▶ _TASK DESCRIPTION_
The expected answer is the set of lines in the data below between the line holding "if let Some(ref cb) = *animate_inner.borrow()" and the line holding "if let Some(window)", inclusive, written out exactly.

▶ _THE DATA_

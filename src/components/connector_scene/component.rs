use std::cell::{Cell, RefCell};
use std::rc::Rc;

use leptos::prelude::*;
use log::debug;
use wasm_bindgen::prelude::*;
use web_sys::{
	CanvasRenderingContext2d, HtmlCanvasElement, HtmlDivElement, IntersectionObserver,
	IntersectionObserverEntry, IntersectionObserverInit, Window,
};

use super::registry::{self, NodeRegistry};
use super::render;
use super::state::SceneState;
use super::types::{NodeSpec, SceneData};

/// Fraction of the section that must intersect the viewport before the
/// draw-in animations start.
const GATE_THRESHOLD: f64 = 0.1;
// Cap per-frame time so a backgrounded tab doesn't fast-forward the scene.
const MAX_FRAME_DT: f64 = 0.05;

/// A section that positions node widgets inside a container and draws live,
/// animated curves between them on a canvas overlay.
#[component]
pub fn ConnectorScene(
	#[prop(into)] data: Signal<SceneData>,
	#[prop(default = 420.0)] height: f64,
) -> impl IntoView {
	let container_ref = NodeRef::<leptos::html::Div>::new();
	let canvas_ref = NodeRef::<leptos::html::Canvas>::new();
	let (live, set_live) = signal(false);

	let state: Rc<RefCell<Option<SceneState>>> = Rc::new(RefCell::new(None));
	let registry: Rc<RefCell<NodeRegistry>> = Rc::new(RefCell::new(NodeRegistry::default()));
	let animate: Rc<RefCell<Option<Closure<dyn FnMut()>>>> = Rc::new(RefCell::new(None));
	let resize_cb: Rc<RefCell<Option<Closure<dyn FnMut()>>>> = Rc::new(RefCell::new(None));
	let gate_cb: Rc<RefCell<Option<Closure<dyn FnMut(js_sys::Array, IntersectionObserver)>>>> =
		Rc::new(RefCell::new(None));
	let observer: Rc<RefCell<Option<IntersectionObserver>>> = Rc::new(RefCell::new(None));
	let cancelled: Rc<Cell<bool>> = Rc::new(Cell::new(false));
	let last_frame: Rc<Cell<f64>> = Rc::new(Cell::new(0.0));

	let (state_init, registry_init, animate_init, resize_cb_init, gate_cb_init, observer_init) = (
		state.clone(),
		registry.clone(),
		animate.clone(),
		resize_cb.clone(),
		gate_cb.clone(),
		observer.clone(),
	);
	let (cancelled_init, last_frame_init) = (cancelled.clone(), last_frame.clone());

	Effect::new(move |_| {
		let (Some(container), Some(canvas)) = (container_ref.get(), canvas_ref.get()) else {
			return;
		};
		let container: HtmlDivElement = container.into();
		let canvas: HtmlCanvasElement = canvas.into();
		let window: Window = web_sys::window().unwrap();

		canvas.set_width(container.client_width().max(0) as u32);
		canvas.set_height(container.client_height().max(0) as u32);
		let ctx: CanvasRenderingContext2d = canvas
			.get_context("2d")
			.unwrap()
			.unwrap()
			.dyn_into()
			.unwrap();

		let scene = data.get_untracked();
		*state_init.borrow_mut() = Some(SceneState::new(&scene));
		registry_init
			.borrow_mut()
			.register_missing(&container, scene.nodes.iter().map(|n| n.id.as_str()));

		// one-shot visibility gate
		{
			let state_gate = state_init.clone();
			*gate_cb_init.borrow_mut() = Some(Closure::new(
				move |entries: js_sys::Array, obs: IntersectionObserver| {
					let seen = (0..entries.length()).any(|i| {
						entries
							.get(i)
							.dyn_into::<IntersectionObserverEntry>()
							.map(|entry| entry.is_intersecting())
							.unwrap_or(false)
					});
					if !seen {
						return;
					}
					if let Some(ref mut s) = *state_gate.borrow_mut() {
						if !s.triggered() {
							s.trigger();
							debug!("connector scene entered viewport; starting draw-in");
						}
					}
					set_live.set(true);
					obs.disconnect();
				},
			));
			let options = IntersectionObserverInit::new();
			options.set_threshold(&JsValue::from_f64(GATE_THRESHOLD));
			if let Some(ref cb) = *gate_cb_init.borrow() {
				if let Ok(obs) =
					IntersectionObserver::new_with_options(cb.as_ref().unchecked_ref(), &options)
				{
					obs.observe(&container);
					*observer_init.borrow_mut() = Some(obs);
				}
			}
		}

		// resize watcher
		{
			let (state_resize, canvas_resize, container_resize) =
				(state_init.clone(), canvas.clone(), container.clone());
			*resize_cb_init.borrow_mut() = Some(Closure::new(move || {
				canvas_resize.set_width(container_resize.client_width().max(0) as u32);
				canvas_resize.set_height(container_resize.client_height().max(0) as u32);
				if let Some(ref mut s) = *state_resize.borrow_mut() {
					s.request_measure();
				}
			}));
			if let Some(ref cb) = *resize_cb_init.borrow() {
				let _ =
					window.add_event_listener_with_callback("resize", cb.as_ref().unchecked_ref());
			}
		}

		// frame loop
		let (state_anim, registry_anim, animate_inner) = (
			state_init.clone(),
			registry_init.clone(),
			animate_init.clone(),
		);
		let (cancelled_anim, last_frame_anim) = (cancelled_init.clone(), last_frame_init.clone());
		let (container_anim, canvas_anim) = (container.clone(), canvas.clone());
		*animate_init.borrow_mut() = Some(Closure::new(move || {
			if cancelled_anim.get() {
				return;
			}

			let now = js_sys::Date::now() / 1000.0;
			let prev = last_frame_anim.replace(now);
			let dt = if prev == 0.0 {
				0.016
			} else {
				(now - prev).clamp(0.0, MAX_FRAME_DT)
			};

			if let Some(ref mut s) = *state_anim.borrow_mut() {
				if s.wants_measure() {
					let mut reg = registry_anim.borrow_mut();
					if reg.len() < s.nodes.len() {
						reg.register_missing(
							&container_anim,
							s.nodes.iter().map(|n| n.spec.id.as_str()),
						);
					}
					// the container box is read once and shared by the pass
					let frame =
						registry::rect_from_dom(&container_anim.get_bounding_client_rect());
					s.recompute_pass(frame, |id| reg.bounding_box(id));
				}
				s.tick(dt);
				render::render(
					s,
					&ctx,
					canvas_anim.width() as f64,
					canvas_anim.height() as f64,
				);
			}

			if let Some(ref cb) = *animate_inner.borrow() {
				let _ = web_sys::window()
					.unwrap()
					.request_animation_frame(cb.as_ref().unchecked_ref());
			}
		}));
		if let Some(ref cb) = *animate_init.borrow() {
			let _ = window.request_animation_frame(cb.as_ref().unchecked_ref());
		}
	});

	let (resize_cleanup, observer_cleanup, cancelled_cleanup) =
		(resize_cb.clone(), observer.clone(), cancelled.clone());
	let cleanup_fn = send_wrapper::SendWrapper::new(move || {
		cancelled_cleanup.set(true);
		if let Some(window) = web_sys::window() {
			if let Some(ref cb) = *resize_cleanup.borrow() {
				let _ =
					window.remove_event_listener_with_callback("resize", cb.as_ref().unchecked_ref());
			}
		}
		if let Some(ref obs) = *observer_cleanup.borrow() {
			obs.disconnect();
		}
	});
	on_cleanup(move || {
		cleanup_fn.take()();
	});

	view! {
		<div
			node_ref=container_ref
			class="connector-scene"
			style=format!("height: {height}px;")
		>
			<canvas node_ref=canvas_ref class="connector-scene-canvas" />
			{move || {
				data.get()
					.nodes
					.into_iter()
					.map(|node| node_view(node, live))
					.collect_view()
			}}
		</div>
	}
}

fn node_view(node: NodeSpec, live: ReadSignal<bool>) -> impl IntoView {
	let style = format!(
		"left: {:.2}%; top: {:.2}%; --accent: {}; transition-delay: {}ms; z-index: {};",
		node.x_frac * 100.0,
		node.y_frac * 100.0,
		node.color,
		(node.enter_delay * 1000.0).round() as i64,
		node.z.unwrap_or(1),
	);
	view! {
		<div
			class="connector-node"
			class=("is-live", move || live.get())
			data-node-id=node.id
			style=style
		>
			{node.icon.map(|icon| view! { <span class="connector-node-icon">{icon}</span> })}
			{node
				.label
				.map(|label| view! { <span class="connector-node-label">{label}</span> })}
		</div>
	}
}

▶ _RESULT OF THE TASK_
			if let Some(ref cb) = *animate_inner.borrow() {
				let _ = web_sys::window()
					.unwrap()
					.request_animation_frame(cb.as_ref().unchecked_ref());
			}
		}));
		if let Some(ref cb) = *animate_init.borrow() {
			let _ = window.request_animation_frame(cb.as_ref().unchecked_ref());
		}
	});

	let (resize_cleanup, observer_cleanup, cancelled_cleanup) =
		(resize_cb.clone(), observer.clone(), cancelled.clone());
	let cleanup_fn = send_wrapper::SendWrapper::new(move || {
		cancelled_cleanup.set(true);
		if let Some(window) = web_sys::window() {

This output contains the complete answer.